ここでは以下の設定項目に注意が必要です。
(※本記事執筆時点の設定項目です。Azure Portal の更新に伴い、設定項目や文言が変更される可能性がございます。)
基本 タブ: Desktop Type
→Windows 10 マルチセッションを利用する場合は [Pooled] を選択
Configure virtual machine タブ: Usage Profile
→仮想マシンの 1vCPU あたり何人のユーザーを割り当てるかを設定
(Light: 6人, Medium: 4人, Heavy: 2人, Custom: セッションホスト VM 数を直接指定)
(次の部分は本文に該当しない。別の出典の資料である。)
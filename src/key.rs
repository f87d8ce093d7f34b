use std::fmt;
use std::str::FromStr;

use thiserror::Error;

#[derive(Debug, Clone, Copy, PartialEq, Eq, Hash, PartialOrd, Ord)]
pub enum Side {
	Left,
	Right,
}

impl Side {
	pub fn opposite(self) -> Self {
		match self {
			Side::Left => Side::Right,
			Side::Right => Side::Left,
		}
	}

	pub fn name(self) -> &'static str {
		match self {
			Side::Left => "left",
			Side::Right => "right",
		}
	}
}

impl fmt::Display for Side {
	fn fmt(&self, f: &mut fmt::Formatter<'_>) -> fmt::Result {
		f.write_str(self.name())
	}
}

impl FromStr for Side {
	type Err = KeyParseError;

	fn from_str(s: &str) -> Result<Self, Self::Err> {
		match s.to_ascii_lowercase().as_str() {
			"left" => Ok(Side::Left),
			"right" => Ok(Side::Right),
			_ => Err(KeyParseError::UnknownSide(s.to_string())),
		}
	}
}

#[derive(Debug, Clone, Copy, PartialEq, Eq, Hash)]
pub enum NamedKey {
	Enter,
	Backspace,
	Delete,
	Tab,
	Esc,
	Up,
	Down,
	Left,
	Right,
	Home,
	End,
}

impl NamedKey {
	const ALL: [NamedKey; 11] = [
		NamedKey::Enter,
		NamedKey::Backspace,
		NamedKey::Delete,
		NamedKey::Tab,
		NamedKey::Esc,
		NamedKey::Up,
		NamedKey::Down,
		NamedKey::Left,
		NamedKey::Right,
		NamedKey::Home,
		NamedKey::End,
	];

	pub fn name(self) -> &'static str {
		match self {
			NamedKey::Enter => "enter",
			NamedKey::Backspace => "backspace",
			NamedKey::Delete => "delete",
			NamedKey::Tab => "tab",
			NamedKey::Esc => "esc",
			NamedKey::Up => "up",
			NamedKey::Down => "down",
			NamedKey::Left => "left",
			NamedKey::Right => "right",
			NamedKey::Home => "home",
			NamedKey::End => "end",
		}
	}
}

#[derive(Debug, Clone, Copy, PartialEq, Eq, Hash)]
pub enum Key {
	Char(char),
	Named(NamedKey),
	Control(Side),
	// Shift, Alt and Super.
	OtherModifier,
}

impl Key {
	pub fn is_modifier(self) -> bool {
		matches!(self, Key::Control(_) | Key::OtherModifier)
	}

	pub fn normalized(self) -> Self {
		match self {
			Key::Char(c) => Key::Char(c.to_ascii_lowercase()),
			other => other,
		}
	}

	pub fn half(self) -> Option<Side> {
		let Key::Char(c) = self.normalized() else {
			return None;
		};
		if LEFT_HALF_ROWS.iter().any(|row| row.contains(&c)) {
			Some(Side::Left)
		} else if RIGHT_HALF_ROWS.iter().any(|row| row.contains(&c)) {
			Some(Side::Right)
		} else {
			None
		}
	}
}

impl fmt::Display for Key {
	fn fmt(&self, f: &mut fmt::Formatter<'_>) -> fmt::Result {
		match self {
			Key::Char(c) => write!(f, "{}", c),
			Key::Named(named) => f.write_str(named.name()),
			Key::Control(side) => write!(f, "{}-ctrl", side),
			Key::OtherModifier => f.write_str("modifier"),
		}
	}
}

#[derive(Debug, Clone, PartialEq, Eq, Error)]
pub enum KeyParseError {
	#[error("empty key name")]
	Empty,
	#[error("unknown key name: {0}")]
	UnknownKey(String),
	#[error("unknown side: {0} (expected left or right)")]
	UnknownSide(String),
}

impl FromStr for Key {
	type Err = KeyParseError;

	fn from_str(s: &str) -> Result<Self, Self::Err> {
		let mut chars = s.chars();
		match (chars.next(), chars.next()) {
			(None, _) => Err(KeyParseError::Empty),
			(Some(c), None) => Ok(Key::Char(c).normalized()),
			_ => {
				let lowered = s.to_ascii_lowercase();
				NamedKey::ALL
					.into_iter()
					.find(|named| named.name() == lowered)
					.map(Key::Named)
					.ok_or_else(|| KeyParseError::UnknownKey(s.to_string()))
			}
		}
	}
}

#[derive(Debug, Clone, Copy, PartialEq, Eq)]
pub enum InputEvent {
	KeyDown(Key),
	KeyUp(Key),
	FocusChanged(bool),
}

pub const LEFT_HALF_ROWS: [&[char]; 3] =
	[&['q', 'w', 'e', 'r', 't'], &['a', 's', 'd', 'f', 'g'], &['z', 'x', 'c', 'v', 'b']];

pub const RIGHT_HALF_ROWS: [&[char]; 3] = [
	&['y', 'u', 'i', 'o', 'p', '[', ']'],
	&['h', 'j', 'k', 'l', ';', '\''],
	&['n', 'm', ',', '.', '/'],
];

pub fn half_rows(half: Side) -> [&'static [char]; 3] {
	match half {
		Side::Left => LEFT_HALF_ROWS,
		Side::Right => RIGHT_HALF_ROWS,
	}
}

#[cfg(test)]
mod tests {
	use super::*;

	#[test]
	fn parse_single_char_and_named_keys() {
		assert_eq!("S".parse::<Key>(), Ok(Key::Char('s')));
		assert_eq!(";".parse::<Key>(), Ok(Key::Char(';')));
		assert_eq!("Enter".parse::<Key>(), Ok(Key::Named(NamedKey::Enter)));
		assert_eq!("".parse::<Key>(), Err(KeyParseError::Empty));
		assert!(matches!("bogus".parse::<Key>(), Err(KeyParseError::UnknownKey(_))));
	}

	#[test]
	fn half_follows_keyboard_layout() {
		assert_eq!(Key::Char('s').half(), Some(Side::Left));
		assert_eq!(Key::Char('S').half(), Some(Side::Left));
		assert_eq!(Key::Char(';').half(), Some(Side::Right));
		assert_eq!(Key::Char('1').half(), None);
		assert_eq!(Key::Named(NamedKey::Enter).half(), None);
	}

	#[test]
	fn side_parses_case_insensitively() {
		assert_eq!("Right".parse::<Side>(), Ok(Side::Right));
		assert!("middle".parse::<Side>().is_err());
		assert_eq!(Side::Left.opposite(), Side::Right);
	}
}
Virtual machine setting タブ: Image source
→[Managed image] を選択し、事前準備②で用意したマスターイメージを指定
Virtual machine setting タブ: Virtual network
→Active Directory や Azure ADDS と通信可能な VNet を指定
Windows Virtual Desktop information タブ: Windows Virtual Desktop Tenant group name
→既定の「Default Tenant Group」から変更不可
Windows Virtual Desktop information タブ: UPN
→TenantCreatorr ロールユーザーの UPN (多要素認証が設定されたユーザーは未対応)
WVD セッションホストへの接続確認
WVD セッションホストに接続して仮想デスクトップを利用する方法は2つあります。
方法①: WVD 専用の [Remote Desktop クライアント] 経由
方法②: [Web クライアント] 経由 (対応ブラウザ: Edge, IE, Safari, Firefox, Chrome)
方法①、方法②は同様に以下の手順で接続します。
1. Remote Desktop クライアント/Web クライアントを起動し、利用ユーザーアカウントでサインイン (Azure AD に認証情報確認)
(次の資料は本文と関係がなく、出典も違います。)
use std::path::Path;

use tracing::{error, info};

use super::{Buffer, BufferError, EditorState, Prompt, Window, WindowId, buffer_name_from_path};
use crate::command::Cycle;
use crate::paths::{absolutize, home_substitute};

#[derive(Debug, Clone, Copy, PartialEq, Eq)]
pub enum WindowClose {
	Remaining(WindowId),
	LastClosed,
	NotFound,
}

impl EditorState {
	pub fn open_window(&mut self, path: Option<&Path>) -> Result<WindowId, BufferError> {
		let (buffer, untitled_number) = match path {
			Some(path) => match Buffer::open(path) {
				Ok(buffer) => (buffer, None),
				Err(err) => {
					error!("open_window failed: {}", err);
					self.notify(format!("Unable to load: {}", error_chain(&err)));
					return Err(err);
				}
			},
			None => {
				let number = self.next_untitled;
				self.next_untitled += 1;
				(Buffer::new(), Some(number))
			}
		};

		let id = self.windows.insert(Window { buffer, overlay: None, focused: false, untitled_number });
		self.window_order.push(id);
		self.focus_window(id);
		info!("opened window {:?}: {}", id, self.window_title(id));
		Ok(id)
	}

	// Focus falls back to the previous window in order, or the next when the first closes.
	pub fn close_window(&mut self, id: WindowId) -> WindowClose {
		let Some(idx) = self.window_order.iter().position(|w| *w == id) else {
			return WindowClose::NotFound;
		};
		self.window_order.remove(idx);
		let _ = self.windows.remove(id);
		if matches!(&self.prompt, Some(prompt) if prompt_targets(prompt, id)) {
			self.prompt = None;
		}
		info!("closed window {:?}, {} remaining", id, self.window_order.len());

		if self.window_order.is_empty() {
			self.focused = None;
			return WindowClose::LastClosed;
		}
		let focused = match self.focused.filter(|focused| *focused != id) {
			Some(focused) => focused,
			None => {
				let fallback = self.window_order[idx.saturating_sub(1)];
				self.focus_window(fallback);
				fallback
			}
		};
		WindowClose::Remaining(focused)
	}

	pub fn focus_window(&mut self, id: WindowId) -> bool {
		if !self.windows.contains_key(id) {
			return false;
		}
		let previous = self.focused.replace(id);
		if let Some(previous) = previous.filter(|p| *p != id)
			&& let Some(window) = self.windows.get_mut(previous)
		{
			window.focused = false;
			window.overlay = None;
		}
		if let Some(window) = self.windows.get_mut(id) {
			window.focused = true;
		}
		true
	}

	pub fn cycle_focus(&mut self, cycle: Cycle) {
		let Some(current) = self.focused else {
			return;
		};
		let len = self.window_order.len();
		if len < 2 {
			return;
		}
		let idx = self.window_order.iter().position(|w| *w == current).unwrap_or(0);
		let target = match cycle {
			Cycle::Next => (idx + 1) % len,
			Cycle::Prev => (idx + len - 1) % len,
		};
		let target = self.window_order[target];
		self.focus_window(target);
	}

	pub fn window_title(&self, id: WindowId) -> String {
		let Some(window) = self.windows.get(id) else {
			return String::new();
		};
		let name = match window.buffer.path() {
			None => format!("New File {}", window.untitled_number.unwrap_or(0)),
			Some(path) => {
				let basename = buffer_name_from_path(path).unwrap_or_else(|| path.display().to_string());
				let clashes = self.windows.iter().any(|(other_id, other)| {
					other_id != id
						&& other.buffer.path().and_then(buffer_name_from_path).as_deref() == Some(basename.as_str())
				});
				if clashes { home_substitute(&absolutize(path)) } else { basename }
			}
		};
		if window.buffer.is_dirty() { format!("✍ {}", name) } else { name }
	}

	pub fn focused_count(&self) -> usize {
		self.windows.values().filter(|w| w.focused).count()
	}
}

fn prompt_targets(prompt: &Prompt, id: WindowId) -> bool {
	match prompt {
		Prompt::SaveAs { window, .. } | Prompt::ConfirmClose { window } | Prompt::Language { window, .. } => {
			*window == id
		}
		Prompt::Open { .. } => false,
	}
}

pub(crate) fn error_chain(err: &dyn std::error::Error) -> String {
	let mut text = err.to_string();
	let mut source = err.source();
	while let Some(cause) = source {
		text.push_str(": ");
		text.push_str(&cause.to_string());
		source = cause.source();
	}
	text
}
2. ユーザーに許可されたリソース (仮想デスクトップ/RemoteApp) が表示されるので、利用したいリソースを選択
3. 1.と同じユーザーアカウントで再度サインイン (Active Directory 認証)
4. 仮想デスクトップ/RemoteApp に接続(FSLogix の Profile Container は、初回接続時に自動で作成され、設定した保存先に保存されます。)
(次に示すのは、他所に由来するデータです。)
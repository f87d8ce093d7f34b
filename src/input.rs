use crossterm::event::{Event, KeyCode, KeyEvent, KeyEventKind, KeyModifiers, ModifierKeyCode};

use crate::key::{InputEvent, Key, NamedKey, Side};

// Without keyboard enhancement there are no releases, so presses are released at once
// and Ctrl+letter becomes a whole chord.
pub struct InputTranslator {
	keyboard_enhanced: bool,
}

impl InputTranslator {
	pub fn new(keyboard_enhanced: bool) -> Self {
		Self { keyboard_enhanced }
	}

	pub fn translate(&self, event: &Event) -> Vec<InputEvent> {
		match event {
			Event::Key(key) if self.keyboard_enhanced => translate_key(key).into_iter().collect(),
			Event::Key(key) => legacy_key(key),
			Event::FocusGained => vec![InputEvent::FocusChanged(true)],
			Event::FocusLost => vec![InputEvent::FocusChanged(false)],
			_ => Vec::new(),
		}
	}
}

fn legacy_key(event: &KeyEvent) -> Vec<InputEvent> {
	if event.kind != KeyEventKind::Press {
		return Vec::new();
	}
	let Some(key) = key_of(event) else {
		return Vec::new();
	};

	if event.modifiers.contains(KeyModifiers::CONTROL)
		&& let Key::Char(_) = key
	{
		let key = key.normalized();
		// A letter's bindings live under the Control key of the other half.
		let Some(side) = key.half().map(Side::opposite) else {
			return Vec::new();
		};
		return vec![
			InputEvent::KeyDown(Key::Control(side)),
			InputEvent::KeyDown(key),
			InputEvent::KeyUp(key),
			InputEvent::KeyUp(Key::Control(side)),
		];
	}
	vec![InputEvent::KeyDown(key), InputEvent::KeyUp(key)]
}

fn translate_key(event: &KeyEvent) -> Option<InputEvent> {
	let key = key_of(event)?;
	match event.kind {
		KeyEventKind::Press => Some(InputEvent::KeyDown(key)),
		KeyEventKind::Release => Some(InputEvent::KeyUp(key)),
		// Auto-repeat of a held key is not a new press.
		KeyEventKind::Repeat => None,
	}
}

fn key_of(event: &KeyEvent) -> Option<Key> {
	let key = match event.code {
		KeyCode::Char(c) => {
			if event.modifiers.contains(KeyModifiers::SHIFT) && c.is_lowercase() {
				Key::Char(c.to_uppercase().next().unwrap_or(c))
			} else {
				Key::Char(c)
			}
		}
		KeyCode::Enter => Key::Named(NamedKey::Enter),
		KeyCode::Tab => Key::Named(NamedKey::Tab),
		KeyCode::Backspace => Key::Named(NamedKey::Backspace),
		KeyCode::Delete => Key::Named(NamedKey::Delete),
		KeyCode::Esc => Key::Named(NamedKey::Esc),
		KeyCode::Up => Key::Named(NamedKey::Up),
		KeyCode::Down => Key::Named(NamedKey::Down),
		KeyCode::Left => Key::Named(NamedKey::Left),
		KeyCode::Right => Key::Named(NamedKey::Right),
		KeyCode::Home => Key::Named(NamedKey::Home),
		KeyCode::End => Key::Named(NamedKey::End),
		KeyCode::Modifier(ModifierKeyCode::LeftControl) => Key::Control(Side::Left),
		KeyCode::Modifier(ModifierKeyCode::RightControl) => Key::Control(Side::Right),
		KeyCode::Modifier(_) => Key::OtherModifier,
		_ => return None,
	};
	Some(key)
}

#[cfg(test)]
mod tests {
	use crossterm::event::{KeyEventState, ModifierKeyCode};

	use super::*;
	use InputEvent::{KeyDown, KeyUp};

	fn key_event(code: KeyCode, modifiers: KeyModifiers, kind: KeyEventKind) -> Event {
		Event::Key(KeyEvent { code, modifiers, kind, state: KeyEventState::NONE })
	}

	fn enhanced() -> InputTranslator {
		InputTranslator::new(true)
	}

	fn legacy() -> InputTranslator {
		InputTranslator::new(false)
	}

	#[test]
	fn control_press_and_release_carry_their_side() {
		let press = key_event(
			KeyCode::Modifier(ModifierKeyCode::RightControl),
			KeyModifiers::CONTROL,
			KeyEventKind::Press,
		);
		let release =
			key_event(KeyCode::Modifier(ModifierKeyCode::LeftControl), KeyModifiers::NONE, KeyEventKind::Release);

		assert_eq!(enhanced().translate(&press), vec![KeyDown(Key::Control(Side::Right))]);
		assert_eq!(enhanced().translate(&release), vec![KeyUp(Key::Control(Side::Left))]);
	}

	#[test]
	fn shifted_letters_are_uppercased() {
		let event = key_event(KeyCode::Char('a'), KeyModifiers::SHIFT, KeyEventKind::Press);
		assert_eq!(enhanced().translate(&event), vec![KeyDown(Key::Char('A'))]);
	}

	#[test]
	fn repeats_and_unknown_keys_are_dropped() {
		let repeat = key_event(KeyCode::Char('e'), KeyModifiers::CONTROL, KeyEventKind::Repeat);
		let f1 = key_event(KeyCode::F(1), KeyModifiers::NONE, KeyEventKind::Press);
		assert!(enhanced().translate(&repeat).is_empty());
		assert!(enhanced().translate(&f1).is_empty());
		assert!(legacy().translate(&f1).is_empty());
	}

	#[test]
	fn focus_events_map_to_focus_changes() {
		assert_eq!(enhanced().translate(&Event::FocusLost), vec![InputEvent::FocusChanged(false)]);
		assert_eq!(legacy().translate(&Event::FocusGained), vec![InputEvent::FocusChanged(true)]);
		assert!(enhanced().translate(&Event::Resize(80, 24)).is_empty());
	}

	#[test]
	fn other_modifiers_are_reported_as_modifiers() {
		let shift = key_event(KeyCode::Modifier(ModifierKeyCode::LeftShift), KeyModifiers::SHIFT, KeyEventKind::Press);
		assert_eq!(enhanced().translate(&shift), vec![KeyDown(Key::OtherModifier)]);
	}

	#[test]
	fn enhanced_ctrl_letter_is_a_plain_press() {
		let event = key_event(KeyCode::Char('i'), KeyModifiers::CONTROL, KeyEventKind::Press);
		assert_eq!(enhanced().translate(&event), vec![KeyDown(Key::Char('i'))]);
	}

	#[test]
	fn legacy_ctrl_letter_becomes_a_one_key_chord() {
		let close = key_event(KeyCode::Char('i'), KeyModifiers::CONTROL, KeyEventKind::Press);
		let lctrl = Key::Control(Side::Left);
		assert_eq!(
			legacy().translate(&close),
			vec![KeyDown(lctrl), KeyDown(Key::Char('i')), KeyUp(Key::Char('i')), KeyUp(lctrl)]
		);

		let up = key_event(KeyCode::Char('E'), KeyModifiers::CONTROL | KeyModifiers::SHIFT, KeyEventKind::Press);
		let rctrl = Key::Control(Side::Right);
		assert_eq!(
			legacy().translate(&up),
			vec![KeyDown(rctrl), KeyDown(Key::Char('e')), KeyUp(Key::Char('e')), KeyUp(rctrl)]
		);
	}

	#[test]
	fn legacy_ctrl_outside_both_halves_yields_nothing() {
		let digit = key_event(KeyCode::Char('5'), KeyModifiers::CONTROL, KeyEventKind::Press);
		let space = key_event(KeyCode::Char(' '), KeyModifiers::CONTROL, KeyEventKind::Press);
		assert!(legacy().translate(&digit).is_empty());
		assert!(legacy().translate(&space).is_empty());
	}

	#[test]
	fn legacy_press_is_released_immediately() {
		let event = key_event(KeyCode::Char('q'), KeyModifiers::NONE, KeyEventKind::Press);
		assert_eq!(legacy().translate(&event), vec![KeyDown(Key::Char('q')), KeyUp(Key::Char('q'))]);

		let enter = key_event(KeyCode::Enter, KeyModifiers::NONE, KeyEventKind::Press);
		let enter_key = Key::Named(NamedKey::Enter);
		assert_eq!(legacy().translate(&enter), vec![KeyDown(enter_key), KeyUp(enter_key)]);
	}
}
Remote Desktop クライアントで WVD に接続
Web クライアントで WVD に接続
まとめ
今回は Microsoft 純正の仮想デスクトップサービスである Windows Virtual Desktop を利用する際の、
1. 環境構築手順
2. 接続方法
についてご紹介いたしました。
前回、前々回と計3回の連載方式で WVD についてご紹介しましたが、いかがでしたでしょうか。
連載第1回 『概要/特徴編』 はこちら
連載第2回 『アーキテクチャ/価格編』 はこちら
WVD はまだ GA されたばかりのサービスであり、デプロイと管理に PowerShell が必須などのハードルもありますが、日本リージョンに Microsoft 管理プレーンが追加されたことなど、今後さらなる機能拡張や管理のGUI化などが見込めるサービスであるため、ぜひ一度実際に触ってみてください。
最後までお読みいただき、ありがとうございます。